With singing, weeping, laughing, and mumbling do I praise the God who is my God. But what dost thou bring us as a gift?"

When Zarathustra had heard these words, he bowed to the saint and said: "What should I have to give thee! Let me rather hurry hence lest I take aught away from thee!"—And thus they parted from one another, the old man and Zarathustra, laughing like schoolboys.

When Zarathustra was alone, however, he said to his heart: "Could it be possible! This old saint in the forest hath not yet heard of it, that GOD IS DEAD!"

3.

When Zarathustra arrived at the nearest town which adjoineth the forest, he found many people assembled in the market-place; for it had been announced that a rope-dancer would give a performance. And Zarathustra spake thus unto the people:

I TEACH YOU THE SUPERMAN. Man is something that is to be surpassed. What have ye done to surpass man?

All beings hitherto have created something beyond themselves: and ye want to be the ebb of that great tide, and would rather go back to the beast than surpass man?

What is the ape to man? A laughing-stock, a thing of shame. And just the same shall man be to the Superman: a laughing-stock, a thing of shame.

Ye have made your way from the worm to man, and much within you is still worm. Once were ye apes, and even yet man is more of an ape than any of the apes.

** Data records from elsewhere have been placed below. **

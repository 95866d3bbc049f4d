use std::time::Duration;

/// Endpoint accepting one chunk per request.
pub const UPLOAD_PATH: &str = "/upload";

/// Endpoint reporting the in-memory progress of a transfer.
pub const STATUS_PATH: &str = "/upload/status";

/// Endpoint that explicitly finalizes a transfer whose total is unknown.
pub const FINALIZE_PATH: &str = "/upload/complete";

/// Request header carrying the file identifier.
pub const HEADER_FILENAME: &str = "x-filename";

/// Response header carrying the [`ChunkStatus`](crate::ChunkStatus) of an accepted chunk.
pub const HEADER_UPLOAD_STATUS: &str = "x-upload-status";

/// Identifier used when a request carries no `X-Filename` header.
pub const DEFAULT_FILENAME: &str = "uploaded-file";

/// Bounded step used when copying a chunk body to storage (256 KiB).
pub const COPY_BUFFER_SIZE: usize = 256 * 1024;

/// Default chunk size used by the client (4 MiB).
pub const DEFAULT_CHUNK_SIZE: usize = 4 * 1024 * 1024;

/// Longest pause allowed while reading a chunk body before the request fails.
pub const BODY_READ_TIMEOUT: Duration = Duration::from_secs(120);

/// Response message for a chunk that did not finish the transfer.
pub const MSG_CHUNK_ACCEPTED: &str = "Chunk uploaded successfully";

/// Response message for the chunk that finished the transfer.
pub const MSG_UPLOAD_COMPLETE: &str = "File uploaded completely";
//! Agent configuration management.
//!
//! Configuration is stored as TOML:
//! - Linux: `~/.config/chunkyard/agent.toml`
//! - Windows: `%APPDATA%/chunkyard/agent.toml`
//!
//! `CHUNKYARD_CONFIG` overrides the location.

use std::path::{Path, PathBuf};
use std::time::Duration;

use chunkyard_protocol::constants::{BODY_READ_TIMEOUT, COPY_BUFFER_SIZE};
use serde::{Deserialize, Serialize};

/// Environment variable pointing at an alternative config file.
const CONFIG_ENV: &str = "CHUNKYARD_CONFIG";

/// Agent configuration.
#[derive(Debug, Clone, PartialEq, Serialize, Deserialize)]
pub struct Config {
    /// Address the HTTP server binds to.
    #[serde(default = "default_bind")]
    pub bind: String,

    /// HTTP server port (0 = auto-assign).
    #[serde(default = "default_port")]
    pub port: u16,

    /// Directory uploaded files are written to.
    #[serde(default = "default_upload_dir")]
    pub upload_dir: PathBuf,

    /// Bytes copied per step when streaming a chunk body to disk.
    #[serde(default = "default_copy_buffer_size")]
    pub copy_buffer_size: usize,

    /// Seconds a chunk body may stall before the request fails.
    #[serde(default = "default_body_timeout_secs")]
    pub body_timeout_secs: u64,
}

fn default_bind() -> String {
    "0.0.0.0".into()
}

fn default_port() -> u16 {
    8080
}

fn default_upload_dir() -> PathBuf {
    PathBuf::from("./uploads")
}

fn default_copy_buffer_size() -> usize {
    COPY_BUFFER_SIZE
}

fn default_body_timeout_secs() -> u64 {
    BODY_READ_TIMEOUT.as_secs()
}

impl Default for Config {
    fn default() -> Self {
        Self {
            bind: default_bind(),
            port: default_port(),
            upload_dir: default_upload_dir(),
            copy_buffer_size: default_copy_buffer_size(),
            body_timeout_secs: default_body_timeout_secs(),
        }
    }
}

impl Config {
    /// Loads configuration from disk, or creates a default if not found.
    pub fn load() -> anyhow::Result<Self> {
        Self::load_from(&config_path())
    }

    /// Loads configuration from `path`, writing defaults there if missing.
    pub fn load_from(path: &Path) -> anyhow::Result<Self> {
        if path.exists() {
            let content = std::fs::read_to_string(path)?;
            let config: Config = toml::from_str(&content)?;
            Ok(config)
        } else {
            let config = Config::default();
            config.save_to(path)?;
            Ok(config)
        }
    }

    /// Saves the configuration to `path`.
    pub fn save_to(&self, path: &Path) -> anyhow::Result<()> {
        if let Some(parent) = path.parent() {
            std::fs::create_dir_all(parent)?;
        }

        let content = toml::to_string_pretty(self)?;
        std::fs::write(path, content)?;

        tracing::debug!(path = %path.display(), "configuration saved");
        Ok(())
    }

    pub fn body_timeout(&self) -> Duration {
        Duration::from_secs(self.body_timeout_secs)
    }
}

/// Returns the configuration file path.
fn config_path() -> PathBuf {
    if let Some(path) = std::env::var_os(CONFIG_ENV) {
        return PathBuf::from(path);
    }

    #[cfg(target_os = "windows")]
    {
        let appdata =
            std::env::var("APPDATA").unwrap_or_else(|_| "C:\\Users\\Default\\AppData".into());
        PathBuf::from(appdata).join("chunkyard").join("agent.toml")
    }

    #[cfg(not(target_os = "windows"))]
    {
        let home = std::env::var("HOME").unwrap_or_else(|_| "/tmp".into());
        PathBuf::from(home)
            .join(".config")
            .join("chunkyard")
            .join("agent.toml")
    }
}

#[cfg(test)]
mod tests {
    use super::*;

    #[test]
    fn default_config() {
        let config = Config::default();
        assert_eq!(config.bind, "0.0.0.0");
        assert_eq!(config.port, 8080);
        assert_eq!(config.upload_dir, PathBuf::from("./uploads"));
        assert_eq!(config.copy_buffer_size, 256 * 1024);
        assert_eq!(config.body_timeout(), Duration::from_secs(120));
    }

    #[test]
    fn config_partial_toml() {
        // Only specify the port, rest should use defaults.
        let config: Config = toml::from_str("port = 9000").unwrap();
        assert_eq!(config.port, 9000);
        assert_eq!(config.bind, "0.0.0.0");
        assert_eq!(config.body_timeout_secs, 120);
    }

    #[test]
    fn missing_file_writes_defaults() {
        let tmp = tempfile::tempdir().unwrap();
        let path = tmp.path().join("nested").join("agent.toml");

        let config = Config::load_from(&path).unwrap();

        assert_eq!(config, Config::default());
        assert!(path.exists());
        assert_eq!(Config::load_from(&path).unwrap(), config);
    }

    #[test]
    fn config_save_and_load() {
        let tmp = tempfile::tempdir().unwrap();
        let path = tmp.path().join("agent.toml");
        let config = Config {
            bind: "127.0.0.1".into(),
            port: 0,
            upload_dir: "/srv/incoming".into(),
            copy_buffer_size: 4096,
            body_timeout_secs: 5,
        };

        config.save_to(&path).unwrap();
        let loaded = Config::load_from(&path).unwrap();

        assert_eq!(loaded, config);
    }

    #[test]
    fn invalid_toml_is_an_error() {
        let tmp = tempfile::tempdir().unwrap();
        let path = tmp.path().join("agent.toml");
        std::fs::write(&path, "port = \"not a number\"").unwrap();

        assert!(Config::load_from(&path).is_err());
    }

    #[test]
    fn config_path_not_empty() {
        assert!(!config_path().as_os_str().is_empty());
    }
}
use serde::{Deserialize, Serialize};

/// Current state of a transfer.
#[derive(Debug, Clone, Copy, PartialEq, Eq, Serialize, Deserialize)]
pub enum UploadStatus {
    #[serde(rename = "in_progress")]
    InProgress,
    #[serde(rename = "complete")]
    Complete,
}

/// Outcome of an accepted chunk, sent back in `X-Upload-Status`.
#[derive(Debug, Clone, Copy, PartialEq, Eq, Serialize, Deserialize)]
pub enum ChunkStatus {
    /// Chunk stored, transfer still ongoing.
    #[serde(rename = "partial")]
    Partial,
    /// Chunk stored and the declared total has been reached.
    #[serde(rename = "complete")]
    Complete,
}

impl ChunkStatus {
    /// Returns the header value for this status.
    pub fn as_str(&self) -> &'static str {
        match self {
            Self::Partial => "partial",
            Self::Complete => "complete",
        }
    }

    /// Parses a header value produced by [`as_str`](Self::as_str).
    pub fn from_header(value: &str) -> Option<Self> {
        match value.trim() {
            "partial" => Some(Self::Partial),
            "complete" => Some(Self::Complete),
            _ => None,
        }
    }
}

/// Progress information for one transfer.
#[derive(Debug, Clone, PartialEq, Eq, Serialize, Deserialize)]
#[serde(rename_all = "camelCase")]
pub struct UploadProgress {
    pub filename: String,
    pub status: UploadStatus,
    pub bytes_received: u64,
    /// `None` while the client has only sent `*` totals.
    #[serde(default, skip_serializing_if = "Option::is_none")]
    pub total_size: Option<u64>,
}

#[cfg(test)]
mod tests {
    use super::*;

    #[test]
    fn upload_status_serialization() {
        assert_eq!(
            serde_json::to_string(&UploadStatus::InProgress).unwrap(),
            "\"in_progress\""
        );
        assert_eq!(
            serde_json::to_string(&UploadStatus::Complete).unwrap(),
            "\"complete\""
        );
    }

    #[test]
    fn chunk_status_header_values() {
        assert_eq!(ChunkStatus::Partial.as_str(), "partial");
        assert_eq!(
            ChunkStatus::from_header(" complete "),
            Some(ChunkStatus::Complete)
        );
        assert_eq!(ChunkStatus::from_header("done"), None);
    }

    #[test]
    fn upload_progress_field_names() {
        let json = r#"{"filename":"a.txt","status":"in_progress","bytesReceived":5,"totalSize":10}"#;
        let p: UploadProgress = serde_json::from_str(json).unwrap();
        assert_eq!(p.filename, "a.txt");
        assert_eq!(p.bytes_received, 5);
        assert_eq!(p.total_size, Some(10));
    }

    #[test]
    fn upload_progress_omits_unknown_total() {
        let p = UploadProgress {
            filename: "b.bin".into(),
            status: UploadStatus::InProgress,
            bytes_received: 3,
            total_size: None,
        };
        let json = serde_json::to_string(&p).unwrap();
        assert!(!json.contains("totalSize"));
    }
}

Even the wisest among you is only a disharmony and hybrid of plant and phantom. But do I bid you become phantoms or plants?

Lo, I teach you the Superman!

The Superman is the meaning of the earth. Let your will say: The Superman SHALL BE the meaning of the earth!

I conjure you, my brethren, REMAIN TRUE TO THE EARTH, and believe not those who speak unto you of superearthly hopes! Poisoners are they, whether they know it or not.

Despisers of life are they, decaying ones and poisoned ones themselves, of whom the earth is weary: so away with them!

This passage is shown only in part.